In the Chicago, Cook County & Illinois Industrial Directory for 1963, p. 198. Cited in a Google Books snippet:

[click image to view larger]

image link-to-wiebking-engraving-1133-w-newport-1963-google-sf0.jpg

[Chicago Directory 1900]

The Chicago Directory Company's city directory for 1900 has been digitized by the Newberry Library in their "Chicago Ancestors" program ( http://chicagoancestors.org). Regrettably, their scheme of hyperlinked PDFs seems broken. The PDF of the 'W' section of the is available directly at: http://chicagoancestors.org/downloads/1900w.pdf Their digitization of this directory is in copyright, so I cannot reprint it here. It is also available via "donslist.net" site at: http://www.donslist.net/PGHLookups/cgi-bin/HandOff-1_0.cgi?Chicago1900+Chicago1900w+2006SP (p. 2006, which includes the R. Wiebking entry).

[Chicago Directory 1968]

[click image to view larger]

image link-to-wiebking-engraving-co-1158-w-armitage-chicago-directory-1958-google-sf0.jpg

[Chicago 'L' Freight]

There is a detailed history of the freight operations of the Chicago 'L' over the former Milwaukee Road Lakewood Branch online in the page on 'Freight Service on the "L"' at: http://www.chicago-l.org/operations/freight/

[CorOdex PM]

Allied Products Company, with an address of "1133 Newport Avenue, Chicago 13, Ill." ran advertisements for "CorOdex Rust Remover," the "war-time miracle liquid heretofore sold only to war plants" in several numbers of Popular Mechanics in the 1940s. E.g., Oct. 1945 p. 212 or Oct. 1947 p. 296 Some of these ads also made reference to a brief news item under the title "'Needle's Eye' Rust Remover Penetrates Smallest Cracks" which appeared anonymously (due no doubt to wartime security concerns) in the Dec. 1944 number of Popular Mechanics (p. 88). Popular Mechanics in this period is viewable online via Google Books.

[Duensing 1999-06-30]

One of Paul Hayden Duensing's 1999-06-30 postings to the LETPRESS e-mail list reads in full:

"Subject: Re: Wiebking Pantographs

"From: Paul Duensing [e-mail address omitted to protect the privacy of Duensing's widow]

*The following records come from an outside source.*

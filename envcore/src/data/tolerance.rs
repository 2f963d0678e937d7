use std::fmt::{self, Display, Formatter};
use std::str::FromStr;

use serde::{Deserialize, Serialize};

use crate::error::MatchError;

/// Unit of a matching tolerance.
#[derive(Clone, Copy, Debug, PartialEq, Eq, Serialize, Deserialize)]
#[serde(rename_all = "lowercase")]
pub enum ToleranceUnit {
    /// Absolute m/z window.
    Th,
    /// Window relative to the target m/z, in parts per million.
    Ppm,
}

impl FromStr for ToleranceUnit {
    type Err = MatchError;

    fn from_str(s: &str) -> Result<Self, Self::Err> {
        match s {
            "th" => Ok(ToleranceUnit::Th),
            "ppm" => Ok(ToleranceUnit::Ppm),
            _ => Err(MatchError::InvalidToleranceUnit(s.to_string())),
        }
    }
}

impl Display for ToleranceUnit {
    fn fmt(&self, f: &mut Formatter<'_>) -> fmt::Result {
        match self {
            ToleranceUnit::Th => write!(f, "th"),
            ToleranceUnit::Ppm => write!(f, "ppm"),
        }
    }
}

/// Symmetric m/z matching tolerance.
#[derive(Clone, Copy, Debug, PartialEq, Serialize, Deserialize)]
pub struct Tolerance {
    pub value: f64,
    pub unit: ToleranceUnit,
}

impl Tolerance {
    pub fn new(value: f64, unit: ToleranceUnit) -> Self {
        Tolerance { value, unit }
    }

    pub fn th(value: f64) -> Self {
        Tolerance::new(value, ToleranceUnit::Th)
    }

    pub fn ppm(value: f64) -> Self {
        Tolerance::new(value, ToleranceUnit::Ppm)
    }

    /// Half width of the window around `target`.
    ///
    /// # Example
    ///
    /// ```
    /// use envcore::data::tolerance::Tolerance;
    ///
    /// assert_eq!(Tolerance::th(0.02).window(500.0), 0.02);
    /// assert!((Tolerance::ppm(50.0).window(500.0) - 0.025).abs() < 1e-12);
    /// ```
    pub fn window(&self, target: f64) -> f64 {
        match self.unit {
            ToleranceUnit::Th => self.value,
            ToleranceUnit::Ppm => self.value / 1e6 * target,
        }
    }

    /// (`lower`, `upper`) bounds of the window around `target`.
    pub fn bounds(&self, target: f64) -> (f64, f64) {
        let window = self.window(target);
        (target - window, target + window)
    }

    /// Whether `observed` lies within the window around `target`.
    pub fn contains(&self, target: f64, observed: f64) -> bool {
        (observed - target).abs() <= self.window(target)
    }
}

impl Default for Tolerance {
    fn default() -> Self {
        Tolerance::ppm(50.0)
    }
}

impl Display for Tolerance {
    fn fmt(&self, f: &mut Formatter<'_>) -> fmt::Result {
        write!(f, "{} {}", self.value, self.unit)
    }
}

/// How to choose between several observed peaks inside one window.
#[derive(Clone, Copy, Debug, Default, PartialEq, Eq, Serialize, Deserialize)]
#[serde(rename_all = "lowercase")]
pub enum TieBreak {
    /// Highest intensity, larger m/z on equal intensity.
    #[default]
    Intensity,
    /// Largest m/z.
    Mz,
}

impl FromStr for TieBreak {
    type Err = MatchError;

    fn from_str(s: &str) -> Result<Self, Self::Err> {
        match s {
            "intensity" => Ok(TieBreak::Intensity),
            "mz" => Ok(TieBreak::Mz),
            _ => Err(MatchError::InvalidTieBreak(s.to_string())),
        }
    }
}

impl Display for TieBreak {
    fn fmt(&self, f: &mut Formatter<'_>) -> fmt::Result {
        match self {
            TieBreak::Intensity => write!(f, "intensity"),
            TieBreak::Mz => write!(f, "mz"),
        }
    }
}

#[cfg(test)]
mod tests {
    use super::*;

    #[test]
    fn test_parse_units() {
        assert_eq!("th".parse::<ToleranceUnit>(), Ok(ToleranceUnit::Th));
        assert_eq!("ppm".parse::<ToleranceUnit>(), Ok(ToleranceUnit::Ppm));
        assert_eq!(
            "da".parse::<ToleranceUnit>(),
            Err(MatchError::InvalidToleranceUnit("da".to_string()))
        );
    }

    #[test]
    fn test_parse_tie_break() {
        assert_eq!("mz".parse::<TieBreak>(), Ok(TieBreak::Mz));
        assert!("closest".parse::<TieBreak>().is_err());
    }

    #[test]
    fn test_ppm_bounds() {
        let (lower, upper) = Tolerance::ppm(10.0).bounds(1000.0);
        assert!((lower - 999.99).abs() < 1e-9);
        assert!((upper - 1000.01).abs() < 1e-9);
    }

    #[test]
    fn test_contains_edges() {
        let tolerance = Tolerance::th(0.5);
        assert!(tolerance.contains(100.0, 100.5));
        assert!(tolerance.contains(100.0, 99.5));
        assert!(!tolerance.contains(100.0, 100.51));
    }
}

"Reply-To: Letterpress Discussion List <LETPRESS@LISTSERV.UNB.CA>

"Wed, 30 Jun 1999 07:48:58 EDT

"The pantographs Ludlow used were originally designed by Wiebking. When Ludlow drew the contract with Wiebking, one stipulation was that they be housed in a special, locked room, to which only the head of the punch-cutting department had the key. The fear of industrial spying was very strong at this time. Bob Middleton gave me one with several attachments, one of which was an ancillary stylus head which fitted onto the machine stylus and raised the reduction capacity to 50:1 in stead of only 25:1 with the basic machine, a clever solution. I eventually gave mine to Jim Rimmer, Vancouver, B.C. who uses it frequently, I believe. Stan Nelson, of the Smithsonian Museum took a second machine (and tells a hilarious story about trying to get it through the door to his apartment). Bob also gave me a matrix trimming machine for planing down the drive of a matrix by half-thousanths which I still have. The other pantograph machines were sent to Scotland where Ludlow still cuts punches and mats (including kinds of mats for machines other than Ludlow.)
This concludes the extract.